Доминик распахнул дверь библиотеки и выглянул, рассчитывая увидеть Джулианну, хотя с момента ее отъезда прошел лишь час. Но прежде чем кто-либо появился в его поле зрения, до него донесся отрывистый стук сапог. Встревоженный, Доминик поднялся, обводя пристальным взглядом часть передней, которую мог видеть в проем. В голове мелькнула мысль об оружейном шкафе, находящемся поблизости, в этой же самой комнате. На столе рядом со шкафом лежал кинжал, но не успел Доминик подумать о том, чтобы быстро пересечь комнату и схватить оружие, как вдруг осознал, что войти в дом без стука мог лишь кто-то из братьев Грейстоун, Лукас или Джек.

Шаги приблизились. В дверном проеме библиотеки появился высокий широкоплечий мужчина с золотистыми волосами и строгими серыми глазами, одетый в сюртук, бриджи и сапоги. Стаскивая кожаные перчатки, незнакомец устремил взгляд на Доминика. Потом его глаза скользнули дальше, осматривая комнату, и наконец снова остановились на госте дома.

– Вижу, вы обнаружили мой бренди, Педжет, – сказал мужчина. – Меня зовут Лукас Грейстоун, милорд.

Доминика мгновенно охватила тревога. Как брату Джулианны удалось узнать правду о нем?

– Полагаю, вы ошиблись, месье, – невозмутимо отозвался Доминик по-английски, старательно изображая сильный акцент.

– Вы можете сбросить маску, – категорично бросил Лукас, закрывая за собой дверь. – Как я понимаю, дома никого нет?

Доминик ответил уже без акцента:

– Да, дома никого.

– Хорошо. – Холодная, безрадостная улыбка мелькнула на лице Лукаса. Доминик сразу понял, что его собеседник был строгим, сдержанным человеком. – В прошлом месяце Себастьян послал меня во Францию, чтобы перевезти вас оттуда, а теперь он отправил меня в Грейстоун, чтобы увезти вас из этого дома. Он просил в точности передать вот что: «Ты отдыхал довольно долго». Вы очень нужны в военном министерстве, милорд.

Атмосфера немного разрядилась, хотя некоторая напряженность еще висела в воздухе. Доминик улыбнулся, услышав слова, будто прозвучавшие из уст Уорлока. Но если Себастьян Уорлок отправил Лукаса Грейстоуна во Францию, чтобы спасти его, тогда брат Джулианны, судя по всему, едва ли был обычным сельским джентльменом.

– Приятно познакомиться с вами, Грейстоун. И буду рад восполнить ваши запасы бренди. Я наслаждался ими примерно неделю.

– На здоровье, – ответил Лукас, делая шаг вперед. Он протянул руку, и Доминик пожал ее. – Я слышал, вы совсем околдовали Джулианну.

«Ему написала Амелия», – догадался Доминик. Амелия явно не одобряла, что Джулианна проводит с ним так много времени. Он сохранил невозмутимое выражение лица и не смог понять, о чем же думает сейчас Лукас.

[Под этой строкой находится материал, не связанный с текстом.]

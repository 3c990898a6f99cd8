use serde::{Deserialize, Serialize};

use storefront_core::Entity;

use crate::ids::{ProductId, TierPriceId};

/// Entity: a quantity-banded unit price for one product.
///
/// Owned by its [`Product`](crate::Product); the product validates the band
/// when the tier is added. `price` is in the smallest currency unit.
#[derive(Debug, Clone, PartialEq, Eq, Serialize, Deserialize)]
pub struct TierPrice {
    id: TierPriceId,
    product_id: ProductId,
    from_quantity: u32,
    to_quantity: u32,
    price: u64,
}

impl TierPrice {
    pub(crate) fn new(product_id: ProductId, from_quantity: u32, to_quantity: u32, price: u64) -> Self {
        Self {
            id: TierPriceId::generate(),
            product_id,
            from_quantity,
            to_quantity,
            price,
        }
    }

    pub fn id_typed(&self) -> TierPriceId {
        self.id
    }

    pub fn product_id(&self) -> ProductId {
        self.product_id
    }

    pub fn from_quantity(&self) -> u32 {
        self.from_quantity
    }

    pub fn to_quantity(&self) -> u32 {
        self.to_quantity
    }

    pub fn price(&self) -> u64 {
        self.price
    }

    /// Whether `quantity` falls inside this band (both ends inclusive).
    pub fn covers(&self, quantity: u32) -> bool {
        (self.from_quantity..=self.to_quantity).contains(&quantity)
    }

    pub(crate) fn overlaps(&self, from_quantity: u32, to_quantity: u32) -> bool {
        from_quantity <= self.to_quantity && self.from_quantity <= to_quantity
    }
}

impl Entity for TierPrice {
    type Id = TierPriceId;

    fn id(&self) -> &Self::Id {
        &self.id
    }
}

– Когда я только-только очнулся от жара, не мог вспомнить ничего после того, как в меня выстрелили в Нанте, – осторожно подбирая слова, поведал Доминик. – Мне не удалось вспомнить, как я попал сюда, а еще я не знал, где нахожусь – во Франции или в Англии. Ваша сестра разговаривала со мной по-французски, но я понял, что она – англичанка, и это лишь усилило мое замешательство. Оказалось, она слышала, как я кричал в бреду, и поспешила с выводами, приняв меня за офицера французской армии.

Глаза Лукаса округлились.

– А, теперь-то я понимаю! – Он слегка улыбнулся. – Моя радикально настроенная младшая сестра, должно быть, пришла в восторг от мысли, что вы – французский офицер. Вы в ее глазах тут же стали героем.

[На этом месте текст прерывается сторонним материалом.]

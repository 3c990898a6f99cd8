use storefront_core::{guard, AggregateRoot, DomainError, DomainResult};

use crate::ids::BrandId;
use crate::media::{Image, SeoData};
use crate::product::Product;

/// Aggregate root: Brand.
///
/// Never physically removed; `delete`/`restore` toggle a soft-delete flag.
/// Product membership is owned by the product side (`Product::set_brand`),
/// so a brand only offers a read-only projection over a product set.
#[derive(Debug, Clone, PartialEq, Eq)]
pub struct Brand {
    id: BrandId,
    name: String,
    description: Option<String>,
    url: String,
    deleted: bool,
    logo: Option<Image>,
    seo: Option<SeoData>,
}

impl Brand {
    /// Create a new brand with a freshly allocated id.
    pub fn create(name: impl Into<String>, url: impl Into<String>) -> DomainResult<Self> {
        let name = name.into();
        let url = url.into();
        guard::non_empty("name", &name)?;
        guard::non_empty("url", &url)?;

        Ok(Self {
            id: BrandId::generate(),
            name,
            description: None,
            url,
            deleted: false,
            logo: None,
            seo: None,
        })
    }

    pub fn id_typed(&self) -> BrandId {
        self.id
    }

    pub fn name(&self) -> &str {
        &self.name
    }

    pub fn description(&self) -> Option<&str> {
        self.description.as_deref()
    }

    pub fn url(&self) -> &str {
        &self.url
    }

    pub fn is_deleted(&self) -> bool {
        self.deleted
    }

    pub fn logo(&self) -> Option<&Image> {
        self.logo.as_ref()
    }

    pub fn seo(&self) -> Option<&SeoData> {
        self.seo.as_ref()
    }

    /// Products of `catalog` that belong to this brand, in source order.
    pub fn products_in<'a>(
        &self,
        catalog: impl IntoIterator<Item = &'a Product>,
    ) -> impl Iterator<Item = &'a Product> {
        let id = self.id;
        catalog
            .into_iter()
            .filter(move |product| product.brand_id() == Some(id))
    }

    pub fn change_name(&mut self, name: impl Into<String>) -> DomainResult<()> {
        let name = name.into();
        guard::non_empty("name", &name)?;
        self.name = name;
        Ok(())
    }

    pub fn change_description(&mut self, description: impl Into<String>) -> DomainResult<()> {
        let description = description.into();
        guard::non_empty("description", &description)?;
        self.description = Some(description);
        Ok(())
    }

    pub fn change_url(&mut self, url: impl Into<String>) -> DomainResult<()> {
        let url = url.into();
        guard::non_empty("url", &url)?;
        self.url = url;
        Ok(())
    }

    /// `Image` can only be built with a path, so there is nothing left to check.
    pub fn set_logo(&mut self, logo: Image) {
        self.logo = Some(logo);
    }

    pub fn set_seo_data(&mut self, seo: SeoData) -> DomainResult<()> {
        if seo.is_blank() {
            return Err(DomainError::invalid_argument("seo cannot be empty"));
        }
        self.seo = Some(seo);
        Ok(())
    }

    pub fn delete(&mut self) -> DomainResult<()> {
        if self.deleted {
            return Err(DomainError::invalid_state("the brand is already deleted"));
        }
        self.deleted = true;
        tracing::debug!(brand_id = %self.id, "brand deleted");
        Ok(())
    }

    pub fn restore(&mut self) -> DomainResult<()> {
        if !self.deleted {
            return Err(DomainError::invalid_state("the brand is not deleted"));
        }
        self.deleted = false;
        tracing::debug!(brand_id = %self.id, "brand restored");
        Ok(())
    }
}

impl AggregateRoot for Brand {
    type Id = BrandId;

    const ENTITY_TYPE: &'static str = "catalog.brand";

    fn id(&self) -> &Self::Id {
        &self.id
    }
}

#[cfg(test)]
mod tests {
    use super::*;

    fn acme() -> Brand {
        Brand::create("Acme", "acme").unwrap()
    }

    #[test]
    fn create_sets_fields_and_is_not_deleted() {
        let brand = acme();
        assert_eq!(brand.name(), "Acme");
        assert_eq!(brand.url(), "acme");
        assert!(!brand.is_deleted());
        assert_eq!(brand.description(), None);
        assert!(brand.logo().is_none());
        assert!(brand.seo().is_none());
    }

    #[test]
    fn create_allocates_distinct_ids() {
        assert_ne!(acme().id_typed(), acme().id_typed());
    }

    #[test]
    fn create_rejects_empty_name_or_url() {
        match Brand::create("", "acme").unwrap_err() {
            DomainError::InvalidArgument(msg) => assert!(msg.contains("name")),
            other => panic!("Expected InvalidArgument, got {other:?}"),
        }
        match Brand::create("Acme", "").unwrap_err() {
            DomainError::InvalidArgument(msg) => assert!(msg.contains("url")),
            other => panic!("Expected InvalidArgument, got {other:?}"),
        }
    }

    #[test]
    fn change_operations_assign_and_reject_empty_values() {
        let mut brand = acme();

        brand.change_name("Acme Corp").unwrap();
        brand.change_description("Everything for coyotes").unwrap();
        brand.change_url("acme-corp").unwrap();
        assert_eq!(brand.name(), "Acme Corp");
        assert_eq!(brand.description(), Some("Everything for coyotes"));
        assert_eq!(brand.url(), "acme-corp");

        let before = brand.clone();
        assert!(matches!(brand.change_name(""), Err(DomainError::InvalidArgument(_))));
        assert!(matches!(brand.change_description(""), Err(DomainError::InvalidArgument(_))));
        assert!(matches!(brand.change_url(""), Err(DomainError::InvalidArgument(_))));
        assert_eq!(brand, before);
    }

    #[test]
    fn logo_and_seo_are_stored() {
        let mut brand = acme();
        let logo = Image::new("/img/acme.png", None).unwrap();
        brand.set_logo(logo.clone());
        assert_eq!(brand.logo(), Some(&logo));

        let seo = SeoData::new(Some("Acme".to_string()), None);
        brand.set_seo_data(seo.clone()).unwrap();
        assert_eq!(brand.seo(), Some(&seo));
    }

    #[test]
    fn blank_seo_is_rejected_and_previous_kept() {
        let mut brand = acme();
        let seo = SeoData::new(Some("Acme".to_string()), None);
        brand.set_seo_data(seo.clone()).unwrap();

        let err = brand.set_seo_data(SeoData::default()).unwrap_err();
        assert!(matches!(err, DomainError::InvalidArgument(_)));
        assert_eq!(brand.seo(), Some(&seo));
    }

    #[test]
    fn delete_twice_is_invalid_state() {
        let mut brand = acme();
        brand.delete().unwrap();
        assert!(brand.is_deleted());

        match brand.delete().unwrap_err() {
            DomainError::InvalidState(msg) => assert!(msg.contains("already deleted")),
            other => panic!("Expected InvalidState, got {other:?}"),
        }
        assert!(brand.is_deleted());
    }

    #[test]
    fn restore_requires_deleted_brand() {
        let mut brand = acme();
        assert!(matches!(brand.restore(), Err(DomainError::InvalidState(_))));

        brand.delete().unwrap();
        brand.restore().unwrap();
        assert!(!brand.is_deleted());
    }

    #[test]
    fn products_projection_follows_product_side() {
        let acme = acme();
        let other = Brand::create("Globex", "globex").unwrap();

        let mut anvil = Product::create("0000000000017", "ANV-1", "Anvil", "anvil").unwrap();
        let mut rocket = Product::create("0000000000024", "RKT-1", "Rocket", "rocket").unwrap();
        let mut lamp = Product::create("0000000000031", "LMP-1", "Lamp", "lamp").unwrap();
        anvil.set_brand(&acme);
        lamp.set_brand(&other);
        rocket.set_brand(&acme);

        let catalog = vec![anvil, lamp, rocket];
        let names: Vec<&str> = acme.products_in(&catalog).map(Product::name).collect();
        assert_eq!(names, vec!["Anvil", "Rocket"]);
        assert_eq!(other.products_in(&catalog).count(), 1);
    }

    mod proptest_tests {
        use super::*;
        use proptest::prelude::*;

        proptest! {
            /// Property: any non-empty name/url round-trips through the factory.
            #[test]
            fn create_keeps_non_empty_values(s in ".{1,40}") {
                let brand = Brand::create(s.clone(), s.clone()).unwrap();
                prop_assert_eq!(brand.name(), s.as_str());
                prop_assert_eq!(brand.url(), s.as_str());
                prop_assert!(!brand.is_deleted());
            }

            /// Property: an empty argument in either position is rejected.
            #[test]
            fn create_rejects_empty_in_either_position(s in ".{1,40}") {
                prop_assert!(matches!(Brand::create("", s.clone()), Err(DomainError::InvalidArgument(_))));
                prop_assert!(matches!(Brand::create(s, ""), Err(DomainError::InvalidArgument(_))));
            }
        }
    }
}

«Как же хорошо он знает свою сестру!» – подумал Доминик.

– Она была очень взволнована. А еще я увидел, что она писала письмо якобинцам в Париже, и сразу предположил, что она – якобинка. Несколько вопросов подтвердили это. И хотя потом стало ясно, что нахожусь в Корнуолле, я подумал, что попал в логово якобинцев. Так что мне пришлось подыграть. Как только ваша сестра узнала меня под вымышленным именем, я, безусловно, не мог раскрыть свою личность, ведь тогда мне пришлось бы объяснить ей род моих занятий во Франции. И я почти ничего не делал, чтобы околдовать ее. Она была очарована одним лишь убеждением, что я – офицер французской армии. И она все еще считает меня Шарлем Морисом.

Лукас подошел к изумительной работы резному буфету и налил себе бренди.

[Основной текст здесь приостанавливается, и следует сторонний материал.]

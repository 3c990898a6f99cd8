use chrono::{DateTime, Utc};
use serde::{Deserialize, Serialize};

use storefront_core::{guard, AggregateRoot, DomainError, DomainResult};

use crate::ids::{CategoryId, ProductId};
use crate::product::Product;

/// Association row between a category and a product.
#[derive(Debug, Copy, Clone, PartialEq, Eq, Hash, Serialize, Deserialize)]
pub struct ProductCategory {
    pub category_id: CategoryId,
    pub product_id: ProductId,
}

/// Aggregate root: Category.
///
/// Parent and children are held by id. `set_parent_category` and
/// `add_children` each touch one side of the link only; use
/// [`CategoryTree`](crate::CategoryTree) to keep both sides in agreement and
/// to rule out cycles.
///
/// Invariant: when both `visible_from` and `visible_to` are set,
/// `visible_from < visible_to`.
#[derive(Debug, Clone, PartialEq, Eq)]
pub struct Category {
    id: CategoryId,
    code: String,
    name: String,
    url: String,
    description: Option<String>,
    is_visible: bool,
    visible_from: Option<DateTime<Utc>>,
    visible_to: Option<DateTime<Utc>>,
    deleted: bool,
    parent: Option<CategoryId>,
    children: Vec<CategoryId>,
    products: Vec<ProductCategory>,
}

impl Category {
    /// Create a new, hidden category with a freshly allocated id.
    pub fn create(
        code: impl Into<String>,
        name: impl Into<String>,
        url: impl Into<String>,
    ) -> DomainResult<Self> {
        let code = code.into();
        let name = name.into();
        let url = url.into();
        guard::non_empty("code", &code)?;
        guard::non_empty("name", &name)?;
        guard::non_empty("url", &url)?;

        Ok(Self {
            id: CategoryId::generate(),
            code,
            name,
            url,
            description: None,
            is_visible: false,
            visible_from: None,
            visible_to: None,
            deleted: false,
            parent: None,
            children: Vec::new(),
            products: Vec::new(),
        })
    }

    pub fn id_typed(&self) -> CategoryId {
        self.id
    }

    pub fn code(&self) -> &str {
        &self.code
    }

    pub fn name(&self) -> &str {
        &self.name
    }

    pub fn url(&self) -> &str {
        &self.url
    }

    pub fn description(&self) -> Option<&str> {
        self.description.as_deref()
    }

    pub fn is_visible(&self) -> bool {
        self.is_visible
    }

    pub fn visible_from(&self) -> Option<DateTime<Utc>> {
        self.visible_from
    }

    pub fn visible_to(&self) -> Option<DateTime<Utc>> {
        self.visible_to
    }

    pub fn is_deleted(&self) -> bool {
        self.deleted
    }

    pub fn parent(&self) -> Option<CategoryId> {
        self.parent
    }

    /// Child ids in insertion order. Never contains duplicates.
    pub fn children(&self) -> &[CategoryId] {
        &self.children
    }

    pub fn has_child(&self, child_id: CategoryId) -> bool {
        self.children.contains(&child_id)
    }

    pub fn product_associations(&self) -> &[ProductCategory] {
        &self.products
    }

    /// Flattened product view of the associations.
    pub fn product_ids(&self) -> impl Iterator<Item = ProductId> + '_ {
        self.products.iter().map(|pc| pc.product_id)
    }

    /// Products of `catalog` associated with this category, in catalog order.
    pub fn products_in<'a>(
        &self,
        catalog: impl IntoIterator<Item = &'a Product>,
    ) -> impl Iterator<Item = &'a Product> {
        let ids: Vec<ProductId> = self.product_ids().collect();
        catalog
            .into_iter()
            .filter(move |product| ids.contains(&product.id_typed()))
    }

    /// Whether the category is shown at `instant`: not deleted, flagged
    /// visible, and `visible_from <= instant < visible_to` for whichever
    /// bounds are set.
    pub fn is_visible_at(&self, instant: DateTime<Utc>) -> bool {
        !self.deleted
            && self.is_visible
            && self.visible_from.is_none_or(|from| from <= instant)
            && self.visible_to.is_none_or(|to| instant < to)
    }

    /// Visible from now on. See [`Category::set_as_visible`].
    pub fn set_as_visible_now(&mut self) -> DomainResult<()> {
        self.set_as_visible(Utc::now())
    }

    /// Visible from `from`; an existing `visible_to` is kept, so `from` must
    /// still precede it.
    pub fn set_as_visible(&mut self, from: DateTime<Utc>) -> DomainResult<()> {
        if let Some(to) = self.visible_to {
            if from >= to {
                return Err(DomainError::invalid_argument(
                    "the from date should be previous to the end date",
                ));
            }
        }
        self.is_visible = true;
        self.visible_from = Some(from);
        Ok(())
    }

    /// Visible within `[from, to)`.
    pub fn set_as_visible_between(
        &mut self,
        from: DateTime<Utc>,
        to: DateTime<Utc>,
    ) -> DomainResult<()> {
        if from >= to {
            return Err(DomainError::invalid_argument(
                "the from date should be previous to the end date",
            ));
        }
        self.is_visible = true;
        self.visible_from = Some(from);
        self.visible_to = Some(to);
        Ok(())
    }

    /// Hide the category and clear its visibility window.
    pub fn set_as_hidden(&mut self) {
        self.is_visible = false;
        self.visible_from = None;
        self.visible_to = None;
    }

    pub fn add_children(&mut self, child: &Category) -> DomainResult<()> {
        let child_id = child.id_typed();
        if child_id == self.id {
            return Err(DomainError::invalid_argument("a category cannot be its own child"));
        }
        if self.has_child(child_id) {
            return Err(DomainError::invalid_state("the category already contains the child"));
        }
        self.children.push(child_id);
        Ok(())
    }

    pub fn set_parent_category(&mut self, parent: &Category) -> DomainResult<()> {
        if parent.id_typed() == self.id {
            return Err(DomainError::invalid_argument("a category cannot be its own parent"));
        }
        self.parent = Some(parent.id_typed());
        Ok(())
    }

    pub(crate) fn link_child(&mut self, child_id: CategoryId) {
        if !self.has_child(child_id) {
            self.children.push(child_id);
        }
    }

    pub(crate) fn link_parent(&mut self, parent_id: CategoryId) {
        self.parent = Some(parent_id);
    }

    pub(crate) fn unlink_child(&mut self, child_id: CategoryId) {
        self.children.retain(|id| *id != child_id);
    }

    pub(crate) fn unlink_parent(&mut self) {
        self.parent = None;
    }

    pub fn add_product(&mut self, product_id: ProductId) -> DomainResult<()> {
        if self.products.iter().any(|pc| pc.product_id == product_id) {
            return Err(DomainError::invalid_state("the category already contains the product"));
        }
        self.products.push(ProductCategory {
            category_id: self.id,
            product_id,
        });
        Ok(())
    }

    pub fn remove_product(&mut self, product_id: ProductId) -> DomainResult<()> {
        let index = self
            .products
            .iter()
            .position(|pc| pc.product_id == product_id)
            .ok_or_else(|| DomainError::invalid_state("the category does not contain the product"))?;
        self.products.remove(index);
        Ok(())
    }

    pub fn change_name(&mut self, name: impl Into<String>) -> DomainResult<()> {
        let name = name.into();
        guard::non_empty("name", &name)?;
        self.name = name;
        Ok(())
    }

    pub fn change_code(&mut self, code: impl Into<String>) -> DomainResult<()> {
        let code = code.into();
        guard::non_empty("code", &code)?;
        self.code = code;
        Ok(())
    }

    pub fn change_description(&mut self, description: impl Into<String>) -> DomainResult<()> {
        let description = description.into();
        guard::non_empty("description", &description)?;
        self.description = Some(description);
        Ok(())
    }

    pub fn change_url(&mut self, url: impl Into<String>) -> DomainResult<()> {
        let url = url.into();
        guard::non_empty("url", &url)?;
        self.url = url;
        Ok(())
    }

    pub fn delete(&mut self) -> DomainResult<()> {
        if self.deleted {
            return Err(DomainError::invalid_state("the category is already deleted"));
        }
        self.deleted = true;
        tracing::debug!(category_id = %self.id, "category deleted");
        Ok(())
    }

    pub fn restore(&mut self) -> DomainResult<()> {
        if !self.deleted {
            return Err(DomainError::invalid_state("the category is not deleted"));
        }
        self.deleted = false;
        tracing::debug!(category_id = %self.id, "category restored");
        Ok(())
    }
}

impl AggregateRoot for Category {
    type Id = CategoryId;

    const ENTITY_TYPE: &'static str = "catalog.category";

    fn id(&self) -> &Self::Id {
        &self.id
    }
}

– Амелия тоже верит в это.

– Она писала вам, держала в курсе дел.

– Конечно писала. – Лукас сделал глоток бренди. – Когда я оставил вас здесь, дал четкие инструкции. Я хотел точно знать, когда вы окажетесь вне всяких опасностей и на пути к верному выздоровлению.

– Думаю, я пошел на поправку спустя неделю после того, как очутился здесь. И я пробыл в этом доме три недели.

– Три с половиной недели, – поправил Лукас, потягивая виски и внимательно глядя на Доминика. – Амелия забеспокоилась настолько, что написала мне несколько дней назад. Как только я получил ее письмо, Себастьян приказал мне немедленно вернуться в Грейстоун и привезти вас.

Доминик отхлебнул бренди и признался себе, что все еще не может разгадать, о чем думает этот непроницаемый Лукас. Доминик поставил стакан на стол и уселся на диване, скрестив ноги. Он решил не обсуждать причины беспокойства Амелии.

– Расскажите мне в подробностях, как я оказался здесь.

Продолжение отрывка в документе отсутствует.